Monday, August 24, 2009

Traffic orders of the world - USA (part 1)

Traffic orders of the world – USA (part 1)

Occasionally on this blog I would like to look at traffic controls (and with any luck the equivalent of traffic orders) beyond the UK that exist throughout the world. First up is America.

Wikipedia says the following: (here's a link to the full document)

‘In the United States, traffic laws are regulated by the states and municipalities through their respective traffic codes. Most of these are based at least in part on the Uniform Vehicle Code, but there are variations from state to state. In states such as Florida, traffic law and criminal law are separate, therefore, unless someone flees a scene of an accident, commits vehicular homicide or manslaughter, they are only guilty of a minor traffic offense. However, states such as South Carolina have completely criminalized their traffic law, so, for example, you are guilty of a misdemeanor simply for travelling five miles over the speed limit.

‘The Uniform Vehicle Code is a privately prepared set of United States traffic laws prepared by the National Committee on Uniform Traffic Laws and Ordinances, a private non-profit organization. Most of the members are state governments, in addition to some related organizations. The extent to which the code is used varies by state.’

Here is a link to the National Committee on Uniform Traffic Laws and Ordinances (NCUTLO)

Well, it’s a start. More to follow.

Wednesday, August 19, 2009

Online revised legislation

Gone are the days when you had to wait for updates to be posted to you from Sweet & Maxwell. Revised UK legislation is available online here.


For example, you can find the fully revised Road Traffic Regulation Act 1984 here. Just print it out, take it home and keep it safely under your pillow, until the next time you are struggling to get to sleep (I did not just say that - it's an interesting if somewhat cumbersome read).

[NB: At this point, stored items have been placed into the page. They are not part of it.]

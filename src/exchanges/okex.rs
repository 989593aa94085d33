use serde::Deserialize;
use serde_json::Value;

use crate::{
    error::{NormalizeError, Result},
    schema::CanonicalFilter,
};

use super::{
    Exchange,
    mapper::{SubscriptionMapper, decode, discriminator_is},
};

/// OKEx subscription mapper (v3 API)
///
/// https://www.okex.com/docs/en/#spot_ws-sub
///
/// `args` is a flat list of "channel:instrument" strings, e.g.
/// "spot/depth:BTC-USDT". Split on the first colon.
#[derive(Debug, Clone, Copy, Default)]
pub struct OkexMapper;

#[derive(Debug, Deserialize)]
struct SubscribeMessage {
    args: Vec<String>,
}

impl SubscriptionMapper for OkexMapper {

    fn exchange(&self) -> Exchange {
        Exchange::Okex
    }

    fn can_handle(&self, message: &Value) -> bool {
        discriminator_is(message, &["op"], "subscribe")
    }

    fn map(&self, message: &Value) -> Result<Vec<CanonicalFilter>> {
        let msg: SubscribeMessage = decode(self.exchange(), message)?;

        msg.args
            .iter()
            .map(|arg| match arg.split_once(':') {
                Some((channel, symbol)) if !symbol.is_empty() => {
                    Ok(CanonicalFilter::with_symbol(channel, symbol))
                }
                Some(_) => Err(NormalizeError::malformed(
                    self.exchange(),
                    format!("channel '{arg}' has no symbol segment"),
                )),
                None => Err(NormalizeError::malformed(
                    self.exchange(),
                    format!("argument '{arg}' has no instrument"),
                )),
            })
            .collect()
    }
}

#[cfg(test)]
mod tests {
    use super::*;
    use serde_json::json;

    #[test]
    fn test_flat_list() {
        let msg = json!({
            "op": "subscribe",
            "args": ["spot/ticker:ETH-USDT", "spot/candle60s:ETH-USDT", "swap/depth_l2_tbt:BTC-USD-SWAP"]
        });

        assert!(OkexMapper.can_handle(&msg));
        assert_eq!(
            OkexMapper.map(&msg).unwrap(),
            vec![
                CanonicalFilter::with_symbol("spot/ticker", "ETH-USDT"),
                CanonicalFilter::with_symbol("spot/candle60s", "ETH-USDT"),
                CanonicalFilter::with_symbol("swap/depth_l2_tbt", "BTC-USD-SWAP"),
            ]
        );
    }

    #[test]
    fn test_argument_without_colon_is_malformed() {
        let msg = json!({ "op": "subscribe", "args": ["spot/ticker"] });
        let err = OkexMapper.map(&msg).unwrap_err();
        assert_eq!(err.exchange(), Exchange::Okex);
    }

    #[test]
    fn test_trailing_colon_is_malformed() {
        let msg = json!({ "op": "subscribe", "args": ["spot/depth:BTC-USDT", "spot/ticker:"] });
        assert_eq!(
            OkexMapper.map(&msg).unwrap_err(),
            NormalizeError::malformed(Exchange::Okex, "channel 'spot/ticker:' has no symbol segment")
        );
    }

    #[test]
    fn test_single_string_args_is_malformed() {
        let msg = json!({ "op": "subscribe", "args": "spot/ticker:ETH-USDT" });
        assert!(OkexMapper.map(&msg).is_err());
    }

    #[test]
    fn test_rejects_data_message() {
        let msg = json!({ "table": "spot/ticker", "data": [{ "instrument_id": "ETH-USDT" }] });
        assert!(!OkexMapper.can_handle(&msg));
    }
}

Describing a parking place

As anyone familiar with the drafting of traffic orders will know there are as many ways to define a parking place as there are people who believe there is only one way to describe that parking place.


Phrases such as ‘a point opposite’, ‘a point in line with’, ‘projected points’, ‘points perpendicular to other points’ and ‘points a certain distance away from another point’, are all used – with varying degrees of success – to describe (at best) rectangular and (at worst) bent, tapering, echelon parking places on roads up and down the country.


Similar variations can be found with the use or non-use of ‘a point opposite’. I was taught that a boundary, common or otherwise, would never require this add-on, whereas a wall or extremity in every instance would. I have since had to learn to relax this rule as each client has its own drafting heritage that is seldom open to question.


Many councils adopt the use of ‘a point opposite’ only when the reference point is on a different side of the carriageway to the area being described. Others do it the way I was taught and some seem to chop and change from one order to the next. I have come to enjoy these variations and embrace them as another quirk in a rather quirky occupation.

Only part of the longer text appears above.